Cioè in pratica i discepoli avrebbero seguito Gesù senza sapere che lui si concepiva come messia (vedi la teoria marciana del “segreto messianico”). Gesù avrebbe taciuto la sua natura messianica in attesa che si compisse l’avvento escatologico del regno (che avrebbe dovuto essere “opera di Dio”). La sua improvvisa morte starebbe a indicare che gli uomini non sono ancora pronti a entrare in questo regno. Naturalmente nessuno può sapere se lui si sia lasciato ammazzare proprio per dimostrare che nel tempo in cui lui è vissuto il regno non poteva realizzarsi. D’altra parte com’è possibile credere, se Gesù ha davvero una natura divina, che la morte sia avvenuta in maniera accidentale? Di sicuro la fede delle prime comunità sarebbe soltanto una reinterpretazione della sua messianicità passata attraverso la passione.
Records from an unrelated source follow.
//! Single-flight bookkeeping for store fetches

use super::Snapshot;
use crate::cache::Generation;
use crate::error::ServiceError;
use futures::future::{BoxFuture, Shared};
use parking_lot::{Mutex, MutexGuard};
use std::sync::atomic::{AtomicU64, Ordering};

/// Result of one fetch, handed to every caller that waited on it
pub(super) type FetchOutcome = Result<Snapshot, ServiceError>;

/// Cloneable handle on an in-progress fetch
pub(super) type SharedFetch = Shared<BoxFuture<'static, FetchOutcome>>;

/// The fetch currently servicing misses
pub(super) struct Flight {
    pub id: u64,
    /// Cache generation the fetch will populate
    pub generation: Generation,
    pub outcome: SharedFetch,
}

/// Holds at most one in-progress fetch.
///
/// The guard returned by [`lock`](Self::lock) must never be held across an
/// await.
#[derive(Default)]
pub(super) struct FlightSlot {
    current: Mutex<Option<Flight>>,
    next_id: AtomicU64,
}

impl FlightSlot {
    pub fn lock(&self) -> MutexGuard<'_, Option<Flight>> {
        self.current.lock()
    }

    pub fn next_id(&self) -> u64 {
        self.next_id.fetch_add(1, Ordering::Relaxed)
    }

    /// Clear the slot if it still holds flight `id`
    pub fn finish(&self, id: u64) {
        let mut current = self.current.lock();
        if current.as_ref().is_some_and(|flight| flight.id == id) {
            *current = None;
        }
    }

    /// Guard that calls [`finish`](Self::finish) when dropped, including
    /// while unwinding from a panicking fetch
    pub fn finish_on_drop(&self, id: u64) -> FinishGuard<'_> {
        FinishGuard { slot: self, id }
    }

    pub fn is_busy(&self) -> bool {
        self.current.lock().is_some()
    }
}

pub(super) struct FinishGuard<'a> {
    slot: &'a FlightSlot,
    id: u64,
}

impl Drop for FinishGuard<'_> {
    fn drop(&mut self) {
        self.slot.finish(self.id);
    }
}
//! Institution Catalog - cached read-heavy catalog service
//!
//! Serves the full list of educational institutions from a single-entry,
//! time-bounded cache in front of a slow store. Concurrent misses share one
//! store fetch, and every successful write drops the cached snapshot before
//! it is acknowledged.
//!
//! # Architecture
//!
//! - **cache**: Single-entry TTL cell with invalidation generations
//! - **catalog**: Read path (single-flight fetch) and write path (persist, invalidate)
//! - **storage**: Store port and its SQLite implementation
//! - **web**: axum server and reqwest client for `/api/instituciones`
//! - **config**: YAML configuration with env/flag overrides
//! - **metrics**: Prometheus counters for cache and store traffic

// Core modules
pub mod cache;
pub mod catalog;
pub mod error;
pub mod storage;

// Surfaces
pub mod config;
pub mod logging;
pub mod metrics;
pub mod web;

// Re-exports
pub use catalog::{Catalog, CatalogConfig, CatalogStats, Snapshot};
pub use error::{CatalogError, Result, ServiceError};
pub use institutions::{Institution, NewInstitution};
Quindi, in pratica, Schweitzer non avrebbe dubbi nel considerare realistici i racconti della passione. I redattori non avrebbero avuto motivo di mentire in questi racconti o d’inventarsi cose inesistenti. I discepoli non seguirono Gesù sino in fondo nella sua idea di messianicità semplicemente perché erano rassegnati a dover subire il male e quindi ad attendere passivamente l’avvento del regno. E lui non poteva imporlo con la forza, anche perché la questione del regno è di “Dio” non del “figlio di Dio”.

Sono riflessioni, queste, troppo mistiche, troppo viziate da presupposti teologici. Bisogna essere più concreti e realistici, senza compiere voli pindarici. Il movimento nazareno, guidato da Gesù, voleva realizzare un’insurrezione nazionale contro i Romani e i gestori corrotti del Tempio. Il tradimento fu inaspettato. I suoi seguaci non seppero impedire l’esecuzione capitale. Che questa conclusione porti a credere che nel tempo presente non sia possibile tornare al comunismo primitivo è una congettura del tutto arbitraria. Non si può in alcuna maniera andare oltre un’interpretazione razionale dei fatti.

Nota

1 Secondo Weiss il cosiddetto “regno di Dio” era la convinzione che Gesù aveva circa una fine imminente della storia, e tutti gli insegnamenti etici dei vangeli furono aggiunti dalla Chiesa primitiva per rendere rilevante il suo insegnamento anche dopo che la fine del mondo non si verificò nel presente. Una tesi – come si può facilmente notare – del tutto mistica.